Japanese aircraft carrier Ryūhō
Ryūhō (龍鳳, "Dragon phoenix") was a light aircraft carrier of the Imperial Japanese Navy. She was converted from the submarine tender Taigei (大鯨, "Big Whale"), which had been used in the Second Sino-Japanese War. One of the least successful of the light aircraft carrier conversions due to its small size, slow speed and weak construction, during World War II, Ryūhō was used primarily as an aircraft transport and for training purposes, although she was also involved in a number of combat missions, including the Battle of the Philippine Sea.
Ryūhō in 1942
|Empire of Japan|
|Operator:||Imperial Japanese Navy|
|Builder:||Yokosuka Naval Arsenal|
|Laid down:||12 April 1933|
|Launched:||16 November 1933|
|Completed:||31 March 1934|
|Out of service:||12 December 1941|
|Renamed:||30 November 1942|
|Fate:||Converted into a light aircraft carrier|
|Namesake:||Japanese for Dragon Phoenix|
|Recommissioned:||30 November 1942|
|Struck:||30 November 1945|
|Class and type:||Ryūhō-class aircraft carrier|
|Displacement:||16,700 tonnes (16,400 long tons) (standard displacement)|
|Length:||215.65 m (707 ft 6 in) (o/a)|
|Beam:||19.58 m (64 ft 3 in)|
|Draft:||6.67 m (21 ft 11 in)|
|Propulsion:||2 shafts; 2 geared steam turbine sets|
|Speed:||26.5 knots (49.1 km/h; 30.5 mph) (design)|
|Range:||8,000 nmi (15,000 km; 9,200 mi) at 18 knots (33 km/h; 21 mph)|
|Sensors and |
|1 × Type 2, Mark 2, Model 1 air search radar|
The London Naval Treaty imposed limitations on new construction of major capital warships for the major world powers. The Imperial Japanese Navy responded in part by the construction of auxiliary vessels, such as fleet oilers and submarine tenders, designed so that they could be converted quickly into aircraft carriers in time of conflict. Taigei was ordered as part of the 1st Naval Armaments Supplement Programme of 1932.

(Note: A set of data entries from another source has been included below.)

use super::SourceContext;
use crate::{
    Arguments, ChainError, CommandType, DesiredColumns, ExecutionToken, Executor,
    IdentityInsertStyle, InsertOptions, Prepares, Result, ReturningStyle, SqlBuilder,
    TableOrViewMetadata,
};
use std::sync::Arc;

/// An INSERT of one row, with optional identity override and a returning
/// projection where the dialect has one.
pub struct InsertCommand<'a> {
    ctx: SourceContext<'a>,
    table: Arc<TableOrViewMetadata>,
    values: Arguments,
    options: InsertOptions,
}

impl<'a> InsertCommand<'a> {
    pub(crate) fn new(
        ctx: SourceContext<'a>,
        table: Arc<TableOrViewMetadata>,
        values: Arguments,
    ) -> Self {
        Self {
            ctx,
            table,
            values,
            options: InsertOptions::default(),
        }
    }

    pub fn with_options(mut self, options: InsertOptions) -> Self {
        self.options = options;
        self
    }

    /// Run without materializing anything back.
    pub fn execute<E: Executor>(&self, executor: &mut E) -> Result<u64> {
        self.prepare(DesiredColumns::None)?.execute(executor)
    }
}

impl Prepares for InsertCommand<'_> {
    fn prepare(&self, desired: DesiredColumns<'_>) -> Result<ExecutionToken> {
        let dialect = self.ctx.dialect;
        let mut builder = SqlBuilder::new(&self.table, dialect, "insert");
        builder.apply_insert_values(&self.values, self.options)?;
        builder.apply_stamps(&self.ctx.audit.insert_stamps, true);
        builder.apply_desired_columns(desired)?;
        if builder.selected_count() > 0 && dialect.returning_style() == ReturningStyle::Unsupported {
            return Err(ChainError::validation(format!(
                "{} cannot return values from an INSERT; execute it and re-select by key",
                dialect.name()
            )));
        }
        let mut sql = String::new();
        builder.render_insert_statement(&mut sql, self.options)?;
        if self.options.identity_insert
            && dialect.identity_insert_style() == IdentityInsertStyle::SetIdentityInsert
        {
            sql = format!(
                "SET IDENTITY_INSERT {table} ON;\n{sql};\nSET IDENTITY_INSERT {table} OFF",
                table = self.table.quoted_name
            );
        }
        Ok(ExecutionToken {
            operation: "insert",
            target: self.table.name.to_string(),
            sql,
            parameters: builder.into_parameters(),
            command_type: CommandType::Text,
            expected_row_count: None,
            data_source: self.ctx.data_source.to_string(),
            listeners: self.ctx.listeners.clone(),
        })
    }
}
use keel_core::{
    ChainError, CommandText, CommandType, Executor, MetadataSource, ObjectName, RawColumn,
    RawTableOrView, Result, Row, SqlParameter, Value,
};
use std::sync::Mutex;

/// Column description query against information_schema plus pg_index for the
/// primary key flag.
pub const OBJECT_SQL: &str = "SELECT c.column_name,
       c.udt_name AS native_type,
       c.is_nullable = 'YES' AS is_nullable,
       c.is_identity = 'YES' OR c.column_default LIKE 'nextval(%' AS is_identity,
       c.character_maximum_length AS max_length,
       c.numeric_precision AS precision,
       c.numeric_scale AS scale,
       COALESCE(a.attnum IS NOT NULL, false) AS is_primary_key,
       t.table_type = 'BASE TABLE' AS is_table
FROM information_schema.columns c
JOIN information_schema.tables t
  ON t.table_schema = c.table_schema AND t.table_name = c.table_name
LEFT JOIN pg_index i
  ON i.indrelid = format('%I.%I', c.table_schema, c.table_name)::regclass
 AND i.indisprimary
LEFT JOIN pg_attribute a
  ON a.attrelid = i.indrelid AND a.attnum = ANY(i.indkey) AND a.attname = c.column_name
WHERE c.table_schema = @Schema AND c.table_name = @Name
ORDER BY c.ordinal_position";

pub const LIST_SQL: &str = "SELECT table_schema, table_name
FROM information_schema.tables
WHERE table_schema NOT IN ('pg_catalog', 'information_schema')
ORDER BY table_schema, table_name";

const DEFAULT_SCHEMA: &str = "public";

fn flag(row: &Row, label: &str) -> bool {
    matches!(row.get(label), Some(Value::Boolean(Some(true))))
}

/// Catalog reader backed by any PostgreSQL executor. Unqualified names are
/// resolved against `public`.
pub struct PostgresCatalog<E> {
    executor: Mutex<E>,
}

impl<E: Executor> PostgresCatalog<E> {
    pub fn new(executor: E) -> Self {
        Self {
            executor: Mutex::new(executor),
        }
    }
}

impl<E: Executor + Send> MetadataSource for PostgresCatalog<E> {
    fn fetch_object(&self, name: &ObjectName) -> Result<Option<RawTableOrView>> {
        let schema = name.schema.as_deref().unwrap_or(DEFAULT_SCHEMA);
        let parameters = [
            SqlParameter {
                name: "Schema".into(),
                value: Value::Varchar(Some(schema.into())),
            },
            SqlParameter {
                name: "Name".into(),
                value: Value::Varchar(Some(name.name.clone())),
            },
        ];
        let mut executor = self.executor.lock().map_err(poisoned)?;
        let table = executor.query(CommandText {
            sql: OBJECT_SQL,
            parameters: &parameters,
            command_type: CommandType::Text,
        })?;
        if table.is_empty() {
            return Ok(None);
        }
        let mut columns = Vec::with_capacity(table.len());
        let mut is_table = false;
        for row in table.rows() {
            is_table = flag(row, "is_table");
            columns.push(RawColumn {
                name: row.get_as("column_name")?,
                native_type: row.get_as("native_type")?,
                is_nullable: flag(row, "is_nullable"),
                is_primary_key: flag(row, "is_primary_key"),
                is_identity: flag(row, "is_identity"),
                max_length: row.get_opt::<i64>("max_length")?.map(|v| v.max(0) as u32),
                precision: row.get_opt::<i64>("precision")?.map(|v| v as u8),
                scale: row.get_opt::<i64>("scale")?.map(|v| v as u8),
            });
        }
        Ok(Some(RawTableOrView {
            name: ObjectName::new(Some(schema), &name.name),
            is_table,
            columns,
        }))
    }

    fn list_objects(&self) -> Result<Vec<ObjectName>> {
        let mut executor = self.executor.lock().map_err(poisoned)?;
        let table = executor.query(CommandText {
            sql: LIST_SQL,
            parameters: &[],
            command_type: CommandType::Text,
        })?;
        table
            .rows()
            .iter()
            .map(|row| {
                let schema: String = row.get_as("table_schema")?;
                let name: String = row.get_as("table_name")?;
                Ok(ObjectName::new(Some(&schema), &name))
            })
            .collect()
    }
}

fn poisoned<T>(_: std::sync::PoisonError<T>) -> ChainError {
    ChainError::Execution {
        operation: "metadata",
        target: "catalog".into(),
        message: "catalog executor lock poisoned".into(),
    }
}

Although Taigei was designed from the onset for possible later conversion to an aircraft carrier, the design proved to have many shortcomings. The basic design of the hull suffered from a high freeboard with a shallow draught, which resulted in poor stability. Although extensive use of electric arc welding on the hull speeded construction time and was considered highly innovative for the time, lack of experience with this technique led to many weak welds, and the ship suffered from frequent cracks. Inadequate sectioning into waterproof compartments below her waterline, combined with the weak construction of her hull, also made the ship vulnerable in combat situations. The new vessel was also plagued by the poor performance of its diesel engines, which gave only half the output expected.

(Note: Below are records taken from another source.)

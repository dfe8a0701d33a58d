use crate::{IntoValue, Value};

/// An ordered set of named values supplied by the caller: the new values of an
/// insert/update, the equality filter of a query, or the parameters of a
/// where-clause fragment or routine call.
///
/// Names are matched case-insensitively; inserting an existing name replaces
/// its value in place.
#[derive(Debug, Clone, Default, PartialEq)]
pub struct Arguments {
    fields: Vec<(String, Value)>,
}

impl Arguments {
    pub fn new() -> Self {
        Self::default()
    }

    /// Builder-style insert.
    pub fn set(mut self, name: impl Into<String>, value: impl IntoValue) -> Self {
        self.insert(name, value);
        self
    }

    pub fn insert(&mut self, name: impl Into<String>, value: impl IntoValue) {
        let name = name.into();
        let value = value.into_value();
        match self
            .fields
            .iter_mut()
            .find(|(n, _)| n.eq_ignore_ascii_case(&name))
        {
            Some(slot) => slot.1 = value,
            None => self.fields.push((name, value)),
        }
    }

    pub fn get(&self, name: &str) -> Option<&Value> {
        self.fields
            .iter()
            .find(|(n, _)| n.eq_ignore_ascii_case(name))
            .map(|(_, v)| v)
    }

    pub fn contains(&self, name: &str) -> bool {
        self.get(name).is_some()
    }

    pub fn names(&self) -> impl Iterator<Item = &str> {
        self.fields.iter().map(|(n, _)| n.as_str())
    }

    pub fn iter(&self) -> impl Iterator<Item = (&str, &Value)> {
        self.fields.iter().map(|(n, v)| (n.as_str(), v))
    }

    pub fn len(&self) -> usize {
        self.fields.len()
    }

    pub fn is_empty(&self) -> bool {
        self.fields.is_empty()
    }
}

impl<N: Into<String>, V: IntoValue> FromIterator<(N, V)> for Arguments {
    fn from_iter<T: IntoIterator<Item = (N, V)>>(iter: T) -> Self {
        let mut result = Arguments::new();
        for (name, value) in iter {
            result.insert(name, value);
        }
        result
    }
}

impl<'a> IntoIterator for &'a Arguments {
    type Item = (&'a str, &'a Value);
    type IntoIter = std::iter::Map<
        std::slice::Iter<'a, (String, Value)>,
        fn(&'a (String, Value)) -> (&'a str, &'a Value),
    >;
    fn into_iter(self) -> Self::IntoIter {
        self.fields.iter().map(|(n, v)| (n.as_str(), v))
    }
}

/// Shorthand for building an [`Arguments`] literal.
#[macro_export]
macro_rules! args {
    { $($name:expr => $value:expr),* $(,)? } => {{
        #[allow(unused_mut)]
        let mut result = $crate::Arguments::new();
        $( result.insert($name, $value); )*
        result
    }};
}

/// Types that can supply their field values as [`Arguments`].
///
/// The original design reflected over an object's properties at call time;
/// here the mapping is an explicit, inspectable conversion implemented once
/// per type.
pub trait ToArguments {
    fn to_arguments(&self) -> Arguments;
}

impl ToArguments for Arguments {
    fn to_arguments(&self) -> Arguments {
        self.clone()
    }
}

/// A change-tracked argument set: current values paired with a baseline
/// snapshot captured at a defined checkpoint. "Changed fields" is the set
/// difference, used by updates restricted to changed properties only.
#[derive(Debug, Clone, Default)]
pub struct Tracked {
    baseline: Arguments,
    current: Arguments,
}

impl Tracked {
    /// Capture `values` as both current state and baseline; nothing is
    /// considered changed until a subsequent [`Tracked::set`].
    pub fn new(values: Arguments) -> Self {
        Self {
            baseline: values.clone(),
            current: values,
        }
    }

    pub fn set(&mut self, name: impl Into<String>, value: impl IntoValue) {
        self.current.insert(name, value);
    }

    pub fn current(&self) -> &Arguments {
        &self.current
    }

    /// Fields whose current value differs from the baseline, plus fields with
    /// no baseline at all.
    pub fn changed(&self) -> Arguments {
        self.current
            .iter()
            .filter(|(name, value)| self.baseline.get(name) != Some(value))
            .map(|(name, value)| (name.to_string(), value.clone()))
            .collect()
    }

    /// Re-baseline: the current state becomes the new checkpoint.
    pub fn accept_changes(&mut self) {
        self.baseline = self.current.clone();
    }
}

#[cfg(test)]
mod tests {
    use super::*;

    #[test]
    fn insert_replaces_case_insensitively_and_keeps_order() {
        let mut args = args! { "FirstName" => "A", "Age" => 3 };
        args.insert("firstname", "B");
        assert_eq!(args.len(), 2);
        assert_eq!(args.names().collect::<Vec<_>>(), ["FirstName", "Age"]);
        assert_eq!(args.get("FIRSTNAME"), Some(&Value::Varchar(Some("B".into()))));
    }

    #[test]
    fn tracked_diff_is_empty_until_a_set() {
        let mut tracked = Tracked::new(args! { "Name" => "A", "Age" => 3 });
        assert!(tracked.changed().is_empty());

        tracked.set("Age", 4);
        let changed = tracked.changed();
        assert_eq!(changed.len(), 1);
        assert_eq!(changed.get("Age"), Some(&Value::Int32(Some(4))));

        tracked.accept_changes();
        assert!(tracked.changed().is_empty());
    }

    #[test]
    fn setting_back_to_baseline_counts_as_unchanged() {
        let mut tracked = Tracked::new(args! { "Name" => "A" });
        tracked.set("Name", "B");
        tracked.set("Name", "A");
        assert!(tracked.changed().is_empty());
    }
}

Conversion of Taigei into an aircraft carrier entailed adding a 185-by-23-metre (607 by 75 ft) flight deck. Two 13.6-by-12.0-metre (44.6 by 39.4 ft) elevators connected the flight deck to the hangar deck below. During the conversion, the problematic diesel engines were replaced by Kampon steam turbines of the same design as was used in the Kagero-class destroyer. While greatly improving on engine performance and reliability, the more powerful engines were not powerful enough to overcome the increased displacement and side bulges in the hull of the modified design, and speed was decreased by two knots. Her flight wing theoretically consisted of 31 aircraft, typically a mixture of Mitsubishi A6M "Zero" fighters, Aichi D3A "Val" and Yokosuka D4Y "Judy" dive bombers, and Nakajima B5N "Kate" torpedo bombers, but her small size limited her usefulness in combat operations. In August 1944, her flight deck was lengthened to 198.1 meters, but the number of aircraft embarked could only be increased to 36.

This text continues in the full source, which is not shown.